I don't understand, what would be p ?
 
RUber said:
This is a proportion. So, standard deviation of a proportion is
##\sqrt{p(1-p)}.##
do I still use Student -t formula ?
 
I did that:
p=(15%+25%)/2 =0.2
s= √p(1−p) = √0.2(1−0.2) = 0.4
t=(ME)/((s/sqrt(n))* (sqrt(1-(n/N)))
t = 0.05/((0.4/sqrt(150))* (sqrt(1-(150/1800)))
(1-sigma)=tcdf(-t,+t,n-1)
(1-sigma) = 1

It does not work :(
anyone please help me.
 
masterchiefo said:
I did that:
p=(15%+25%)/2 =0.2
s= √p(1−p) = √0.2(1−0.2) = 0.4
t=(ME)/((s/sqrt(n))* (sqrt(1-(n/N)))
t = 0.05/((0.4/sqrt(150))* (sqrt(1-(150/1800)))
(1-sigma)=tcdf(-t,+t,n-1)
I am not sure what you last line is doing.
Normally, you would take your calculate t standard error of the proportion...in this case:
t=(ME)/((s/sqrt(n))* (sqrt(1-(n/N))) = .031,
And compare that to your range ( +/- 5% ) .
This gives you an idea of what your ##t_{\frac{\alpha}{2}, df}## should be equal to.
 
masterchiefo said:

Homework Statement


[/B]
A company produces batches of 1800 axle shafts . These are tested to determine the proportion of those with too rough surface according to the standards set in the industry.

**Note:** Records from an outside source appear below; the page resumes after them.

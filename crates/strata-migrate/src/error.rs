//! Error types for the migration system.

use std::path::PathBuf;

use strata_core::SchemaError;

/// Errors that can occur during migration operations.
#[derive(Debug, thiserror::Error)]
pub enum MigrateError {
    /// The schema matches the last migration and an empty migration was not
    /// requested.
    #[error("No changes to migrate")]
    NoChangesToDiff,

    /// The migration id is already recorded in the tracking table.
    #[error("Migration {id} has already been applied")]
    AlreadyApplied {
        /// The migration id.
        id: i64,
    },

    /// Database error during migration execution. The transaction was
    /// rolled back.
    #[error("Database error: {0}")]
    Database(#[from] sqlx::Error),

    /// The declared schema is invalid.
    #[error("Schema error: {0}")]
    Schema(#[from] SchemaError),

    /// IO error (reading/writing migration files).
    #[error("IO error: {0}")]
    Io(#[from] std::io::Error),

    /// Serialization/deserialization error.
    #[error("Serialization error: {0}")]
    Serialization(#[from] serde_json::Error),

    /// Failed to parse migration file.
    #[error("Failed to parse migration file '{path}': {message}")]
    ParseError {
        /// Path to the migration file.
        path: PathBuf,
        /// Error message.
        message: String,
    },

    /// Migration file already exists.
    #[error("Migration file already exists: {0}")]
    MigrationExists(PathBuf),

    /// Migration not found.
    #[error("Migration not found: {0}")]
    MigrationNotFound(i64),

    /// Migration ids are not contiguous.
    #[error("Expected migration {expected}, found {found}; migration ids must be contiguous")]
    MigrationGap {
        /// The id that should come next.
        expected: i64,
        /// The id that was found instead.
        found: i64,
    },
}

/// Result type for migration operations.
pub type Result<T> = std::result::Result<T, MigrateError>;
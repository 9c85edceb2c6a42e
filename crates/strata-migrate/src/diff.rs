//! Schema diff.
//!
//! Compares two [`Description`] snapshots and produces the DDL statements
//! that turn the first into the second. Everything is matched by name, so a
//! renamed table, field or constraint shows up as a drop followed by an add.
//!
//! Statements are emitted in one fixed order regardless of where in the
//! schema the change was found:
//!
//! 1. `CREATE TABLE`
//! 2. drop foreign keys, then indexes, then tables
//! 3. `ADD COLUMN`
//! 4. drop primary keys, unique, check and exclusion constraints
//! 5. `DROP COLUMN`
//! 6. `ALTER COLUMN ... TYPE`
//! 7. `SET` / `DROP NOT NULL`, then `SET` / `DROP DEFAULT`
//! 8. `CREATE INDEX`
//! 9. add unique, check, primary key, foreign key and exclusion constraints
//!
//! A type change is emitted without a `USING` clause, so it only succeeds
//! where Postgres can cast the stored values implicitly.

use indexmap::IndexMap;
use strata_core::describe::{
    ConstraintDescription, Description, FieldDescription, IndexDescription, TableDescription,
};
use strata_core::sql::{alter, Block};

/// Returns the statements needed to go from `last` to `current`.
///
/// `last` is `None` when no migration exists yet. Returns `None` when the two
/// snapshots need no DDL at all.
#[must_use]
pub fn diff(last: Option<&Description>, current: &Description) -> Option<Vec<String>> {
    let empty = Description::default();
    let last = last.unwrap_or(&empty);

    let mut changes = Changes::default();

    let last_tables: IndexMap<&str, &TableDescription> =
        last.tables.iter().map(|t| (t.name.as_str(), t)).collect();
    let current_tables: IndexMap<&str, &TableDescription> =
        current.tables.iter().map(|t| (t.name.as_str(), t)).collect();

    for (name, table) in &current_tables {
        let previous = last_tables.get(name).copied();
        if previous.is_none() {
            changes.add_tables.push(alter::add_table(name));
        }
        changes.table(previous, table);
    }

    for (name, table) in &last_tables {
        if current_tables.contains_key(name) {
            continue;
        }
        for fk in &table.fk_constraints {
            changes.drop_fks.push(alter::drop_constraint(name, &fk.name));
        }
        changes.drop_tables.push(alter::drop_table(name));
    }

    let indexes = named_set_diff(&last.indexes, &current.indexes);
    for index in indexes.dropped {
        changes.drop_indexes.push(alter::drop_index(&index.name));
    }
    for index in indexes.added {
        changes.add_indexes.push(alter::add_index(&index.raw_sql));
    }

    let statements = changes.into_statements();
    if statements.is_empty() {
        None
    } else {
        Some(statements)
    }
}

/// Joins statements into the DDL text stored with a migration.
///
/// Each statement is terminated with `;`, one per line. No statements give an
/// empty string.
#[must_use]
pub fn render_ddl(statements: &[String]) -> String {
    if statements.is_empty() {
        return String::new();
    }
    let mut ddl = statements.join(";\n");
    ddl.push(';');
    ddl
}

/// The previous state of a field property.
///
/// A field that did not exist in the last snapshot is `Absent`, which is not
/// the same as having existed with a null default or as a nullable column.
#[derive(Debug, Clone, Copy, PartialEq, Eq)]
enum Prior<T> {
    Absent,
    Present(T),
}

/// Something matched by name between two snapshots.
trait Named {
    fn name(&self) -> &str;
    fn raw_sql(&self) -> &str;
}

impl Named for ConstraintDescription {
    fn name(&self) -> &str {
        &self.name
    }

    fn raw_sql(&self) -> &str {
        &self.raw_sql
    }
}

impl Named for IndexDescription {
    fn name(&self) -> &str {
        &self.name
    }

    fn raw_sql(&self) -> &str {
        &self.raw_sql
    }
}

#[derive(Debug)]
struct SetDiff<'a, T> {
    /// New or changed items, in `current` order.
    added: Vec<&'a T>,
    /// Removed or changed items, in `last` order.
    dropped: Vec<&'a T>,
}

/// Name-keyed diff of two lists. An item whose DDL changed is both dropped
/// and added.
fn named_set_diff<'a, T: Named>(last: &'a [T], current: &'a [T]) -> SetDiff<'a, T> {
    let last_map: IndexMap<&str, &T> = last.iter().map(|item| (item.name(), item)).collect();
    let current_map: IndexMap<&str, &T> =
        current.iter().map(|item| (item.name(), item)).collect();

    let added = current_map
        .iter()
        .filter(|(name, item)| {
            last_map
                .get(*name)
                .is_none_or(|old| old.raw_sql() != item.raw_sql())
        })
        .map(|(_, item)| *item)
        .collect();
    let dropped = last_map
        .iter()
        .filter(|(name, item)| {
            current_map
                .get(*name)
                .is_none_or(|new| new.raw_sql() != item.raw_sql())
        })
        .map(|(_, item)| *item)
        .collect();

    SetDiff { added, dropped }
}

/// Statements grouped by the position they take in the output.
#[derive(Debug, Default)]
struct Changes {
    add_tables: Vec<Block>,
    drop_fks: Vec<Block>,
    drop_indexes: Vec<Block>,
    drop_tables: Vec<Block>,
    add_fields: Vec<Block>,
    drop_pks: Vec<Block>,
    drop_uniques: Vec<Block>,
    drop_checks: Vec<Block>,
    drop_excludes: Vec<Block>,
    drop_fields: Vec<Block>,
    field_types: Vec<Block>,
    not_null: Vec<Block>,
    defaults: Vec<Block>,
    add_indexes: Vec<Block>,
    add_uniques: Vec<Block>,
    add_checks: Vec<Block>,
    add_pks: Vec<Block>,
    add_fks: Vec<Block>,
    add_excludes: Vec<Block>,
}

impl Changes {
    fn table(&mut self, last: Option<&TableDescription>, current: &TableDescription) {
        let table = current.name.as_str();

        let last_fields: IndexMap<&str, &FieldDescription> = last.map_or_else(IndexMap::new, |t| {
            t.fields.iter().map(|f| (f.name.as_str(), f)).collect()
        });
        let current_fields: IndexMap<&str, &FieldDescription> = current
            .fields
            .iter()
            .map(|f| (f.name.as_str(), f))
            .collect();

        for (name, field) in &current_fields {
            let previous = last_fields
                .get(name)
                .map_or(Prior::Absent, |f| Prior::Present(*f));
            match previous {
                Prior::Absent => self
                    .add_fields
                    .push(alter::add_field(table, name, &field.type_)),
                Prior::Present(previous) if previous.type_ != field.type_ => self
                    .field_types
                    .push(alter::set_field_type(table, name, &field.type_)),
                Prior::Present(_) => {}
            }
            self.field_not_null(table, field, previous.map(|f| f.not_null));
            self.field_default(table, field, previous.map(|f| f.default.as_deref()));
        }
        for name in last_fields.keys() {
            if !current_fields.contains_key(name) {
                self.drop_fields.push(alter::drop_field(table, name));
            }
        }

        Self::constraints(
            table,
            constraints_of(last, |t| std::slice::from_ref(&t.pk_constraint)),
            std::slice::from_ref(&current.pk_constraint),
            &mut self.drop_pks,
            &mut self.add_pks,
        );
        Self::constraints(
            table,
            constraints_of(last, |t| &t.unique_constraints),
            &current.unique_constraints,
            &mut self.drop_uniques,
            &mut self.add_uniques,
        );
        Self::constraints(
            table,
            constraints_of(last, |t| &t.check_constraints),
            &current.check_constraints,
            &mut self.drop_checks,
            &mut self.add_checks,
        );
        Self::constraints(
            table,
            constraints_of(last, |t| &t.fk_constraints),
            &current.fk_constraints,
            &mut self.drop_fks,
            &mut self.add_fks,
        );
        Self::constraints(
            table,
            constraints_of(last, |t| &t.exclude_constraints),
            &current.exclude_constraints,
            &mut self.drop_excludes,
            &mut self.add_excludes,
        );
    }

    /// A new field only gets `SET NOT NULL`; an existing one gets whichever
    /// statement matches the change. A new `NOT NULL` field without a default
    /// fails on a populated table.
    fn field_not_null(&mut self, table: &str, field: &FieldDescription, previous: Prior<bool>) {
        let changed = match previous {
            Prior::Absent => field.not_null,
            Prior::Present(previous) => previous != field.not_null,
        };
        if changed {
            self.not_null
                .push(alter::set_field_not_null(table, &field.name, field.not_null));
        }
    }

    fn field_default(
        &mut self,
        table: &str,
        field: &FieldDescription,
        previous: Prior<Option<&str>>,
    ) {
        let current = field.default.as_deref();
        let changed = match previous {
            Prior::Absent => current.is_some(),
            Prior::Present(previous) => previous != current,
        };
        if !changed {
            return;
        }
        self.defaults.push(current.map_or_else(
            || alter::drop_field_default(table, &field.name),
            |literal| alter::set_field_default(table, &field.name, literal),
        ));
    }

    fn constraints(
        table: &str,
        last: &[ConstraintDescription],
        current: &[ConstraintDescription],
        drops: &mut Vec<Block>,
        adds: &mut Vec<Block>,
    ) {
        let set = named_set_diff(last, current);
        for constraint in set.dropped {
            drops.push(alter::drop_constraint(table, &constraint.name));
        }
        for constraint in set.added {
            adds.push(alter::add_constraint(table, &constraint.raw_sql));
        }
    }

    fn into_statements(self) -> Vec<String> {
        [
            self.add_tables,
            self.drop_fks,
            self.drop_indexes,
            self.drop_tables,
            self.add_fields,
            self.drop_pks,
            self.drop_uniques,
            self.drop_checks,
            self.drop_excludes,
            self.drop_fields,
            self.field_types,
            self.not_null,
            self.defaults,
            self.add_indexes,
            self.add_uniques,
            self.add_checks,
            self.add_pks,
            self.add_fks,
            self.add_excludes,
        ]
        .into_iter()
        .flatten()
        .map(|block| {
            let (sql, params) = block.render();
            debug_assert!(params.is_empty(), "DDL statement with parameters: {sql}");
            sql
        })
        .collect()
    }
}

/// The constraints of one kind on the last version of a table, if it existed.
fn constraints_of<'a>(
    table: Option<&'a TableDescription>,
    pick: impl FnOnce(&'a TableDescription) -> &'a [ConstraintDescription],
) -> &'a [ConstraintDescription] {
    table.map_or(&[], pick)
}

impl<T> Prior<T> {
    fn map<U>(self, f: impl FnOnce(T) -> U) -> Prior<U> {
        match self {
            Self::Absent => Prior::Absent,
            Self::Present(value) => Prior::Present(f(value)),
        }
    }
}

The quality control department of a sample of 150 axle shafts in a lot and concluded that there are between 15 % and 25 % of the axle shafts in this set that are outside the norms . Calculate the confidence level associated with this estimate.

Homework Equations


tn-1,sigma/2=(ME)/((s/sqrt(n))* (sqrt(1-(n/N)))
(1-sigma)=tcdf(-tn-1,sigma/2,+tn-1,sigma/2,n-1)

The Attempt at a Solution


Known variable:
N = 1800
n=150
[15%,25%] ---> average= (15+25)/2 =20% or 0.20
ME = (25-15)/2 = 5% or 0.05

Unknown variable:
(1-sigma)
Average of N
Standard Deviation of nI am stuck here, I cannot continue without knowing SD.

Google "confidence interval for proportion".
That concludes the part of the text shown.